There are two primary reasons that RAID was implemented:
- Redundancy: This is the most important factor in the development of RAID for server environments. A typical RAID system will assure some level of fault tolerance by providing real time data recovery with uninterrupted access when hard drive fails;
- Increased Performance: The increased performance is only found when specific versions of the RAID are used. Performance will also be dependent upon the number of drives used in the array and the controller;
Hardware-based RAID
When using hardware RAID controllers, all algorithms are generated on the RAID controller board, thus freeing the server CPU. On a desktop system, a hardware RAID controller may be a PCI or PCIe expansion card or a component integrated into the motherboard. These are more robust and fault tolerant than software RAID but require a dedicated RAID controller to work.
Hardware implementations provide guaranteed performance, add no computational overhead to the host computer, and can support many operating systems; the controller simply presents the RAID array as another logical drive
Software-based RAID
Many operating systems provide functionality for implementing software based RAID systems where the OS generate the RAID algorithms using the server CPU. In fact the burden of RAID processing is borne by a host computer's central processing unit rather than the RAID controller itself which can severely limit the RAID performance.

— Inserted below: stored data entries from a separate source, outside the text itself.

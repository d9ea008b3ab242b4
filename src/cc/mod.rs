//! Congestion-control state machines.
//!
//! One per supported mode, all implemented as impl blocks on the host
//! engine: they share its rate-change path, its scheduler, and the
//! `[min_rate, max_rate]` clamp. A host runs exactly one of them for its
//! whole lifetime; each QP carries the matching substate variant.

mod dcqcn;
mod dctcp;
mod hpcc;
mod hpcc_pint;
mod timely;
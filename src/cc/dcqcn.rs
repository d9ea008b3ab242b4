//! Mellanox-style DCQCN.
//!
//! Rate-based ECN reaction: CNP arrivals drive an alpha EWMA and a periodic
//! multiplicative decrease; a reaction-point timer walks the increase phases
//! (fast recovery, active increase, hyper increase). All three timers are
//! armed by the first CNP and cancelled on QP completion.

use log::trace;

use crate::{
    error::Result,
    host::RdmaHost,
    queue_pair::{CcState, QueuePair, SharedQp},
    rate::DataRate,
    sim::{SimTime, TimerEvent},
};

impl RdmaHost {
    /// ECN-echo arrived on an ACK for `qp`.
    pub(crate) fn cnp_received_mlx(&self, qp: &mut QueuePair) -> Result<()> {
        let key = qp.key();
        let rate = qp.rate;
        let mut new_rate = None;
        {
            let CcState::Mlx(ref mut mlx) = qp.cc else {
                return Ok(());
            };
            mlx.alpha_cnp_arrived = true;
            mlx.decrease_cnp_arrived = true;
            if mlx.first_cnp {
                mlx.alpha = 1.0;
                mlx.alpha_cnp_arrived = false;
                mlx.ev_update_alpha = Some(self.sched.schedule(
                    SimTime::from_micros(self.cfg.alpha_resume_interval),
                    TimerEvent::UpdateAlpha(key),
                ));
                // 1ns later, so the decrease check runs after the alpha
                // update when both land in the same interval
                mlx.ev_decrease_rate = Some(self.sched.schedule(
                    SimTime::from_micros(self.cfg.rate_decrease_interval) + SimTime(1),
                    TimerEvent::CheckRateDecrease(key),
                ));
                let r = rate * self.cfg.rate_on_first_cnp;
                mlx.target_rate = r;
                mlx.first_cnp = false;
                new_rate = Some(r);
                trace!("node {}: first CNP on qp {key:#x}, rate {rate} -> {r}", self.node_id);
            }
        }
        if let Some(r) = new_rate {
            self.change_rate(qp, r)?;
        }
        Ok(())
    }

    /// Periodic alpha EWMA against the binary CNP-arrived feedback.
    pub(crate) fn update_alpha_mlx(&self, qp_arc: &SharedQp) {
        let mut qp = qp_arc.lock();
        let key = qp.key();
        let g = self.cfg.g;
        let next = self.sched.schedule(
            SimTime::from_micros(self.cfg.alpha_resume_interval),
            TimerEvent::UpdateAlpha(key),
        );
        let CcState::Mlx(ref mut mlx) = qp.cc else {
            self.sched.cancel(next);
            return;
        };
        if mlx.alpha_cnp_arrived {
            mlx.alpha = (1.0 - g) * mlx.alpha + g;
        } else {
            mlx.alpha = (1.0 - g) * mlx.alpha;
        }
        mlx.alpha_cnp_arrived = false;
        mlx.ev_update_alpha = Some(next);
    }

    /// Periodic decrease check: cuts the rate by `alpha/2` if a CNP arrived
    /// since the last check and rewinds the increase phase.
    pub(crate) fn check_rate_decrease_mlx(&self, qp_arc: &SharedQp) -> Result<()> {
        let mut qp = qp_arc.lock();
        let key = qp.key();
        let next = self.sched.schedule(
            SimTime::from_micros(self.cfg.rate_decrease_interval),
            TimerEvent::CheckRateDecrease(key),
        );
        let rate = qp.rate;
        let min_rate = self.cfg.min_rate;
        let clamp_cfg = self.cfg.clamp_target_rate;
        let mut new_rate = None;
        {
            let CcState::Mlx(ref mut mlx) = qp.cc else {
                self.sched.cancel(next);
                return Ok(());
            };
            mlx.ev_decrease_rate = Some(next);
            if !mlx.decrease_cnp_arrived {
                return Ok(());
            }
            // Clamp unless clamping is off and no increase stage has run yet.
            if clamp_cfg || mlx.rp_time_stage != 0 {
                mlx.target_rate = rate;
            }
            new_rate = Some(min_rate.max(rate * (1.0 - mlx.alpha / 2.0)));
            mlx.rp_time_stage = 0;
            mlx.decrease_cnp_arrived = false;
            if let Some(id) = mlx.ev_rp_timer.take() {
                self.sched.cancel(id);
            }
            mlx.ev_rp_timer = Some(self.sched.schedule(
                SimTime::from_micros(self.cfg.rp_timer),
                TimerEvent::RateIncrease(key),
            ));
        }
        if let Some(r) = new_rate {
            trace!("node {}: rate decrease on qp {key:#x}, {rate} -> {r}", self.node_id);
            self.change_rate(&mut qp, r)?;
        }
        Ok(())
    }

    /// Reaction-point timer tick: one increase step, then advance the phase
    /// counter.
    pub(crate) fn rate_inc_event_timer_mlx(&self, qp_arc: &SharedQp) -> Result<()> {
        let mut qp = qp_arc.lock();
        let key = qp.key();
        let next = self.sched.schedule(
            SimTime::from_micros(self.cfg.rp_timer),
            TimerEvent::RateIncrease(key),
        );
        match qp.cc {
            CcState::Mlx(ref mut mlx) => mlx.ev_rp_timer = Some(next),
            _ => {
                self.sched.cancel(next);
                return Ok(());
            }
        }
        self.rate_inc_event_mlx(&mut qp)?;
        if let CcState::Mlx(ref mut mlx) = qp.cc {
            mlx.rp_time_stage += 1;
        }
        Ok(())
    }

    fn rate_inc_event_mlx(&self, qp: &mut QueuePair) -> Result<()> {
        let stage = match qp.cc {
            CcState::Mlx(ref mlx) => mlx.rp_time_stage,
            _ => return Ok(()),
        };
        if stage < self.cfg.fast_recovery_times {
            self.fast_recovery_mlx(qp)
        } else if stage == self.cfg.fast_recovery_times {
            self.active_increase_mlx(qp)
        } else {
            self.hyper_increase_mlx(qp)
        }
    }

    /// Fast recovery: close half the gap to the target rate.
    fn fast_recovery_mlx(&self, qp: &mut QueuePair) -> Result<()> {
        let rate = qp.rate;
        let CcState::Mlx(ref mlx) = qp.cc else {
            return Ok(());
        };
        let new_rate = half_way(rate, mlx.target_rate);
        self.change_rate(qp, new_rate)
    }

    /// Active increase: push the target up by `rai`, then close half the
    /// gap.
    fn active_increase_mlx(&self, qp: &mut QueuePair) -> Result<()> {
        let nic_idx = self.nic_idx_of_qp(qp)?;
        let line_rate = self.dev(nic_idx, qp.dip)?.data_rate();
        let rate = qp.rate;
        let rai = self.cfg.rai;
        let new_rate = {
            let CcState::Mlx(ref mut mlx) = qp.cc else {
                return Ok(());
            };
            mlx.target_rate = (mlx.target_rate + rai).min(line_rate);
            half_way(rate, mlx.target_rate)
        };
        self.change_rate(qp, new_rate)
    }

    /// Hyper increase: as active increase but with the `rhai` step.
    fn hyper_increase_mlx(&self, qp: &mut QueuePair) -> Result<()> {
        let nic_idx = self.nic_idx_of_qp(qp)?;
        let line_rate = self.dev(nic_idx, qp.dip)?.data_rate();
        let rate = qp.rate;
        let rhai = self.cfg.rhai;
        let new_rate = {
            let CcState::Mlx(ref mut mlx) = qp.cc else {
                return Ok(());
            };
            mlx.target_rate = (mlx.target_rate + rhai).min(line_rate);
            half_way(rate, mlx.target_rate)
        };
        self.change_rate(qp, new_rate)
    }
}

fn half_way(rate: DataRate, target: DataRate) -> DataRate {
    DataRate::from_bps(rate.bit_rate() / 2 + target.bit_rate() / 2)
}
//! HPCC: telemetry-driven high-precision congestion control.
//!
//! Every ACK carries the per-hop INT records of the data packet that
//! triggered it. A full update runs once per RTT (when the ACK passes the
//! last snapshot of `snd_nxt`); in between, fast reactions run the same
//! computation without persisting the reference state.

use crate::{
    constants::MAX_HOP,
    error::Result,
    host::RdmaHost,
    packet::QbbHeader,
    queue_pair::{CcState, QueuePair},
    rate::DataRate,
};

impl RdmaHost {
    pub(crate) fn handle_ack_hp(&self, qp: &mut QueuePair, qbb: &QbbHeader) -> Result<()> {
        let last_update_seq = match qp.cc {
            CcState::Hp(ref hp) => hp.last_update_seq,
            _ => return Ok(()),
        };
        if qbb.seq > last_update_seq {
            self.update_rate_hp(qp, qbb, false)
        } else if self.cfg.fast_react {
            self.update_rate_hp(qp, qbb, true)
        } else {
            Ok(())
        }
    }

    fn update_rate_hp(&self, qp: &mut QueuePair, qbb: &QbbHeader, fast_react: bool) -> Result<()> {
        let next_seq = qp.snd_nxt;
        let ih = qbb.ih;
        let max_rate = qp.max_rate;
        let win = qp.win;
        let base_rtt = qp.base_rtt.max(1);

        let mut new_rate = DataRate::ZERO;
        let mut new_inc_stage = 0u32;
        let mut new_rate_per_hop = [DataRate::ZERO; MAX_HOP];
        let mut new_inc_stage_per_hop = [0u32; MAX_HOP];
        let mut updated = [false; MAX_HOP];
        let mut updated_any = false;

        {
            let CcState::Hp(ref mut hp) = qp.cc else {
                return Ok(());
            };
            if hp.last_update_seq == 0 {
                // First RTT: snapshot only.
                hp.last_update_seq = next_seq;
                for (slot, h) in hp.hop.iter_mut().zip(ih.hops()) {
                    *slot = *h;
                }
                return Ok(());
            }

            // Utilisation per hop; the EWMA weight is the hop's own
            // feedback interval relative to the base RTT.
            let mut max_u = 0f64;
            let mut dt = 0u64;
            for (i, h) in ih.hops().iter().enumerate() {
                if self.cfg.sample_feedback && h.qlen == 0 && fast_react {
                    continue;
                }
                updated[i] = true;
                updated_any = true;

                let tau = h.time_delta(&hp.hop[i]);
                let duration = tau as f64 * 1e-9;
                let tx_rate = h.bytes_delta(&hp.hop[i]) as f64 * 8.0 / duration;
                let qlen_term = if win > 0 {
                    f64::from(h.qlen.min(hp.hop[i].qlen)) * max_rate.bit_rate() as f64
                        / h.line_rate.bit_rate() as f64
                        / win as f64
                } else {
                    0.0
                };
                let u = tx_rate / h.line_rate.bit_rate() as f64 + qlen_term;

                if self.cfg.multiple_rate {
                    let tau = tau.min(base_rtt);
                    hp.hop_state[i].u = (hp.hop_state[i].u * (base_rtt - tau) as f64
                        + u * tau as f64)
                        / base_rtt as f64;
                } else if u > max_u {
                    max_u = u;
                    dt = tau;
                }
                hp.hop[i] = *h;
            }

            if !self.cfg.multiple_rate {
                // Aggregate: one EWMA, one rate.
                if updated_any {
                    let dt = dt.min(base_rtt);
                    hp.u = (hp.u * (base_rtt - dt) as f64 + max_u * dt as f64) / base_rtt as f64;
                    let max_c = hp.u / self.cfg.target_util;
                    if max_c >= 1.0 || hp.inc_stage >= self.cfg.mi_thresh {
                        new_rate = DataRate::from_bps(
                            (hp.cur_rate.bit_rate() as f64 / max_c) as u64,
                        ) + self.cfg.rai;
                        new_inc_stage = 0;
                    } else {
                        new_rate = hp.cur_rate + self.cfg.rai;
                        new_inc_stage = hp.inc_stage + 1;
                    }
                    new_rate = new_rate.clamp(self.cfg.min_rate, max_rate);
                }
            } else {
                // Per hop: one rate each, the flow takes the minimum. Hops
                // without fresh telemetry still contribute their previous
                // rate to the minimum.
                new_rate = max_rate;
                for i in 0..ih.n_hop() {
                    if updated[i] {
                        let c = hp.hop_state[i].u / self.cfg.target_util;
                        let (rate, inc_stage) =
                            if c >= 1.0 || hp.hop_state[i].inc_stage >= self.cfg.mi_thresh {
                                (
                                    DataRate::from_bps(
                                        (hp.hop_state[i].rc.bit_rate() as f64 / c) as u64,
                                    ) + self.cfg.rai,
                                    0,
                                )
                            } else {
                                (hp.hop_state[i].rc + self.cfg.rai, hp.hop_state[i].inc_stage + 1)
                            };
                        let rate = rate.clamp(self.cfg.min_rate, max_rate);
                        new_rate_per_hop[i] = rate;
                        new_inc_stage_per_hop[i] = inc_stage;
                        if rate < new_rate {
                            new_rate = rate;
                        }
                    } else if hp.hop_state[i].rc < new_rate {
                        new_rate = hp.hop_state[i].rc;
                    }
                }
            }

            if !fast_react {
                if updated_any {
                    hp.cur_rate = new_rate;
                    hp.inc_stage = new_inc_stage;
                }
                if self.cfg.multiple_rate {
                    for i in 0..ih.n_hop() {
                        if updated[i] {
                            hp.hop_state[i].rc = new_rate_per_hop[i];
                            hp.hop_state[i].inc_stage = new_inc_stage_per_hop[i];
                        }
                    }
                }
                if next_seq > hp.last_update_seq {
                    hp.last_update_seq = next_seq;
                }
            }
        }

        if updated_any {
            self.change_rate(qp, new_rate)?;
        }
        Ok(())
    }
}
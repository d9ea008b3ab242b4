use serde::{Deserialize, Serialize};

use crate::rate::DataRate;

#[derive(Debug, thiserror::Error)]
pub enum ConfigError {
    #[error("I/O error: {0}")]
    IoError(#[from] std::io::Error),

    #[error("Parse error: {0}")]
    ParseError(#[from] toml::de::Error),
}

/// Which congestion-control state machine a host runs.
///
/// Chosen once per host for its process lifetime; every QP carries the
/// matching substate.
#[derive(Debug, Default, Clone, Copy, PartialEq, Eq, Serialize, Deserialize)]
#[serde(rename_all = "snake_case")]
pub enum CcMode {
    /// No reaction to congestion feedback
    #[default]
    None,
    Dcqcn,
    Hpcc,
    Timely,
    Dctcp,
    HpccPint,
}

impl CcMode {
    /// Numeric mode codes, as configuration surfaces historically used them.
    pub fn from_code(code: u32) -> Option<CcMode> {
        match code {
            0 => Some(CcMode::None),
            1 => Some(CcMode::Dcqcn),
            3 => Some(CcMode::Hpcc),
            7 => Some(CcMode::Timely),
            8 => Some(CcMode::Dctcp),
            10 => Some(CcMode::HpccPint),
            _ => None,
        }
    }

    pub fn code(self) -> u32 {
        match self {
            CcMode::None => 0,
            CcMode::Dcqcn => 1,
            CcMode::Hpcc => 3,
            CcMode::Timely => 7,
            CcMode::Dctcp => 8,
            CcMode::HpccPint => 10,
        }
    }
}

/// TIMELY parameters.
#[derive(Debug, Clone, Copy, Serialize, Deserialize)]
#[serde(default)]
pub struct TimelyConfig {
    /// RTT-difference EWMA weight
    pub alpha: f64,
    /// Multiplicative decrease factor
    pub beta: f64,
    /// Below this RTT (ns) always increase
    pub t_low: u64,
    /// Above this RTT (ns) always decrease
    pub t_high: u64,
    /// RTT normaliser (ns) for the gradient
    pub min_rtt: u64,
}

impl Default for TimelyConfig {
    fn default() -> Self {
        Self {
            alpha: 0.875,
            beta: 0.8,
            t_low: 50_000,
            t_high: 500_000,
            min_rtt: 20_000,
        }
    }
}

/// Host engine attributes.
///
/// Defaults mirror the simulation's canonical attribute table; intervals are
/// microseconds unless the name says otherwise.
#[derive(Debug, Clone, Serialize, Deserialize)]
#[serde(default)]
pub struct HostConfig {
    /// Minimum rate of a throttled flow
    pub min_rate: DataRate,
    pub mtu: u32,
    pub cc_mode: CcMode,
    /// NACK generation interval in microseconds
    pub nack_interval: f64,
    /// Layer 2 chunk size in bytes; 0 disables chunk mode
    pub chunk: u32,
    /// Layer 2 ACK interval in bytes; 0 disables ACKs
    pub ack_interval: u32,
    /// Layer 2 go-back-to-zero transmission
    pub back_to_0: bool,
    /// EWMA gain for the level of rate decrease
    pub g: f64,
    /// Fraction of rate kept on the first CNP
    pub rate_on_first_cnp: f64,
    pub clamp_target_rate: bool,
    /// Rate increase timer at the reaction point, microseconds
    pub rp_timer: f64,
    /// Rate decrease check interval, microseconds
    pub rate_decrease_interval: f64,
    /// Rate-increase stages spent in fast recovery
    pub fast_recovery_times: u32,
    /// Alpha resume interval, microseconds
    pub alpha_resume_interval: f64,
    /// Rate increment unit in the additive increase period
    pub rai: DataRate,
    /// Rate increment unit in the hyperactive increase period
    pub rhai: DataRate,
    /// Scale the window with rate/max_rate
    pub var_win: bool,
    /// React to feedback before a full RTT of it is ready
    pub fast_react: bool,
    /// Consecutive additive increases before multiplicative increase
    pub mi_thresh: u32,
    /// Target utilisation of the bottleneck bandwidth
    pub target_util: f64,
    /// Upper bound of the target utilisation
    pub util_high: f64,
    /// Bound packet sending by rate; disabling paces at line rate, for test
    /// runs only
    pub rate_bound: bool,
    /// Maintain one rate per hop in HPCC
    pub multiple_rate: bool,
    /// Skip congestion-free hops on fast reactions
    pub sample_feedback: bool,
    pub timely: TimelyConfig,
    /// DCTCP rate increment unit in the additive increase period
    pub dctcp_rai: DataRate,
    /// PINT sampling threshold out of 65536
    pub pint_smpl_thresh: u32,
    /// GPUs per server, used to tell intra-server flows apart
    pub gpus_per_server: u32,
    pub nvls_enable: bool,
}

impl Default for HostConfig {
    fn default() -> Self {
        Self {
            min_rate: DataRate::from_mbps(100),
            mtu: 1000,
            cc_mode: CcMode::None,
            nack_interval: 500.0,
            chunk: 0,
            ack_interval: 0,
            back_to_0: false,
            g: 1.0 / 16.0,
            rate_on_first_cnp: 1.0,
            clamp_target_rate: false,
            rp_timer: 1500.0,
            rate_decrease_interval: 4.0,
            fast_recovery_times: 5,
            alpha_resume_interval: 55.0,
            rai: DataRate::from_mbps(5),
            rhai: DataRate::from_mbps(50),
            var_win: false,
            fast_react: true,
            mi_thresh: 5,
            target_util: 0.95,
            util_high: 0.98,
            rate_bound: true,
            multiple_rate: true,
            sample_feedback: false,
            timely: TimelyConfig::default(),
            dctcp_rai: DataRate::from_mbps(1000),
            pint_smpl_thresh: 65536,
            gpus_per_server: 1,
            nvls_enable: false,
        }
    }
}

pub struct ConfigLoader;

impl ConfigLoader {
    /// Loads the configuration from the specified path.
    pub fn load_from_path(path: &str) -> Result<HostConfig, ConfigError> {
        let content = std::fs::read_to_string(path)?;
        Self::load_from_str(&content)
    }

    pub fn load_from_str(content: &str) -> Result<HostConfig, ConfigError> {
        let config: HostConfig = toml::from_str(content)?;
        Ok(config)
    }
}

#[cfg(test)]
mod tests {
    use super::*;

    #[test]
    fn defaults_match_attribute_table() {
        let cfg = HostConfig::default();
        assert_eq!(cfg.min_rate, DataRate::from_mbps(100));
        assert_eq!(cfg.mtu, 1000);
        assert_eq!(cfg.cc_mode, CcMode::None);
        assert_eq!(cfg.fast_recovery_times, 5);
        assert_eq!(cfg.rai, DataRate::from_mbps(5));
        assert_eq!(cfg.pint_smpl_thresh, 65536);
        assert!(cfg.rate_bound);
    }

    #[test]
    fn partial_toml_overrides_defaults() {
        let cfg = ConfigLoader::load_from_str(
            r#"
            cc_mode = "dcqcn"
            ack_interval = 1000
            rate_on_first_cnp = 0.5
            rai = "40Mb/s"

            [timely]
            t_low = 60000
            "#,
        )
        .unwrap();
        assert_eq!(cfg.cc_mode, CcMode::Dcqcn);
        assert_eq!(cfg.ack_interval, 1000);
        assert_eq!(cfg.rai, DataRate::from_mbps(40));
        assert_eq!(cfg.timely.t_low, 60_000);
        // untouched fields keep their defaults
        assert_eq!(cfg.mtu, 1000);
        assert_eq!(cfg.timely.t_high, 500_000);
    }

    #[test]
    fn cc_mode_codes_round_trip() {
        for mode in [
            CcMode::None,
            CcMode::Dcqcn,
            CcMode::Hpcc,
            CcMode::Timely,
            CcMode::Dctcp,
            CcMode::HpccPint,
        ] {
            assert_eq!(CcMode::from_code(mode.code()), Some(mode));
        }
        assert_eq!(CcMode::from_code(2), None);
    }
}
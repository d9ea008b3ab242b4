//! Packet-level RDMA host engine for discrete-event network simulation.
//!
//! One [`RdmaHost`] models the RoCE data plane of a single end host: it owns
//! the transmit and receive queue pairs, spreads them over the installed NIC
//! ports (with an NVSwitch next-hop table for intra-server traffic),
//! implements the reliable go-back-N transport with selective ACK/NACK
//! generation, and runs one of the pluggable congestion-control state
//! machines (DCQCN, HPCC, TIMELY, DCTCP, HPCC-PINT).
//!
//! The simulator kernel and the lossless link layer stay outside the crate:
//! the kernel is consumed through [`sim::EventScheduler`]'s now/schedule/
//! cancel surface, the link layer through the [`port::QbbPort`] trait and
//! the hook bundle [`RdmaHost::setup`] installs on it.

pub mod config;
pub mod constants;
pub mod error;
pub mod host;
pub mod packet;
pub mod pint;
pub mod port;
pub mod queue_pair;
pub mod rate;
pub mod sim;

mod cc;
mod telemetry;

pub use config::{CcMode, ConfigLoader, HostConfig, TimelyConfig};
pub use error::{HostError, Result};
pub use host::{ip_to_node_id, NewQueuePair, RdmaHost, SeqDecision};
pub use packet::{IntHeader, IntHop, Packet, ParsedHeader};
pub use port::{NicEntry, PortHooks, QbbPort, QpGroup};
pub use queue_pair::{CcState, QueuePair, RxQueuePair, SharedQp, SharedRxQp};
pub use rate::DataRate;
pub use sim::{EventScheduler, SimTime, TimerEvent};
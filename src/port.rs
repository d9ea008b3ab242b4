//! Downward seam to the lossless link-layer device.
//!
//! The device itself (queues, PFC, scheduling among ready QPs) is external;
//! the engine sees it through `QbbPort` and drives it with the hook bundle
//! `Setup` installs. Ports keep only weak references to QPs; the engine owns
//! them.

use std::sync::{Arc, Weak};

use parking_lot::Mutex;

use crate::{
    error::Result,
    packet::{Packet, ParsedHeader},
    queue_pair::{QueuePair, SharedQp},
    rate::DataRate,
    sim::SimTime,
};

/// Callbacks a port calls up into the engine. Installed once by `Setup`;
/// closures hold a weak engine reference so a torn-down host leaves ports
/// with inert hooks instead of dangling ones.
pub struct PortHooks {
    /// A frame arrived for this host
    pub receive: Box<dyn Fn(Packet, ParsedHeader) -> Result<()> + Send + Sync>,
    /// A previously queued frame finished transmitting
    pub sent: Box<dyn Fn(Packet, ParsedHeader) -> Result<()> + Send + Sync>,
    /// The link went down. Bound to this port; the engine knows which.
    pub link_down: Box<dyn Fn() + Send + Sync>,
    /// A data packet of `qp` left the port; `ifg` is the interframe gap
    pub pkt_sent: Box<dyn Fn(&SharedQp, &Packet, SimTime) + Send + Sync>,
    /// Account bytes transmitted by this port
    pub update_tx_bytes: Box<dyn Fn(u64) + Send + Sync>,
    /// Synthesise the next segment of `qp`
    pub get_nxt_packet: Box<dyn Fn(&SharedQp) -> Packet + Send + Sync>,
}

/// The engine-facing surface of one physical NIC port.
///
/// The engine may call these from inside its own critical sections;
/// implementations must not reenter the engine synchronously (queue work
/// and use the hooks from the event loop instead).
pub trait QbbPort: Send + Sync {
    /// Line rate of the port.
    fn data_rate(&self) -> DataRate;

    /// Wires the shared QP group and the upward hooks. Called once by
    /// `Setup` after all ports are installed.
    fn setup(&self, qp_group: Arc<QpGroup>, hooks: PortHooks);

    /// A new QP became schedulable on this port.
    fn new_qp(&self, qp: &SharedQp);

    /// An existing QP was re-hashed onto this port.
    fn reassigned_qp(&self, qp: &SharedQp);

    /// Kick the transmit path; the port picks the next eligible QP.
    fn trigger_transmit(&self);

    /// Transmit variant used when this host is a switch acting as an NVLS
    /// host and the packet is locally destined.
    fn switch_as_host_send(&self);

    /// Queue a control packet (ACK/NACK) ahead of data traffic.
    fn rdma_enqueue_high_prio_q(&self, pkt: Packet);

    /// A QP's earliest eligible send time moved; gate scheduling on it.
    fn update_next_avail(&self, t: SimTime);
}

/// QPs currently assigned to one port, shared between the engine and the
/// port's scheduler.
#[derive(Default)]
pub struct QpGroup {
    qps: Mutex<Vec<Weak<Mutex<QueuePair>>>>,
}

impl QpGroup {
    pub fn new() -> Self {
        Self::default()
    }

    pub fn add_qp(&self, qp: &SharedQp) {
        self.qps.lock().push(Arc::downgrade(qp));
    }

    pub fn clear(&self) {
        self.qps.lock().clear();
    }

    /// Live QPs in the group; drops entries whose QP was destroyed.
    pub fn qps(&self) -> Vec<SharedQp> {
        let mut guard = self.qps.lock();
        guard.retain(|w| w.strong_count() > 0);
        guard.iter().filter_map(Weak::upgrade).collect()
    }

    pub fn len(&self) -> usize {
        self.qps.lock().iter().filter(|w| w.strong_count() > 0).count()
    }

    pub fn is_empty(&self) -> bool {
        self.len() == 0
    }
}

/// One NIC slot of the host: the device plus its QP group. A slot without a
/// device models a disabled port and never receives QPs.
pub struct NicEntry {
    pub dev: Option<Arc<dyn QbbPort>>,
    pub qp_grp: Arc<QpGroup>,
}

impl NicEntry {
    pub fn new(dev: Arc<dyn QbbPort>) -> Self {
        Self {
            dev: Some(dev),
            qp_grp: Arc::new(QpGroup::new()),
        }
    }

    pub fn disabled() -> Self {
        Self {
            dev: None,
            qp_grp: Arc::new(QpGroup::new()),
        }
    }
}

#[cfg(test)]
mod tests {
    use super::*;

    #[test]
    fn qp_group_drops_destroyed_qps() {
        let group = QpGroup::new();
        let qp: SharedQp = Arc::new(Mutex::new(QueuePair::new(0, 1, 2, 3, 4)));
        group.add_qp(&qp);
        assert_eq!(group.len(), 1);
        drop(qp);
        assert!(group.is_empty());
        assert!(group.qps().is_empty());
    }
}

Although cheap to implement it does not guarantee any kind of fault tolerance; should a server fail the whole RAID system is lost.
Hot spare drive
Both hardware and software RAIDs with redundancy may support the use of hot spare drives, a drive
physically installed in the array which is inactive until an active drive fails. The system then automatically replaces the failed drive with the spare, rebuilding the array with the spare drive included. This reduces the mean time to recovery (MTTR), but does not completely eliminate it. Subsequent additional failure(s) in the same RAID redundancy group before the array is fully rebuilt can result in data loss. Rebuilding can take several hours, especially on busy systems.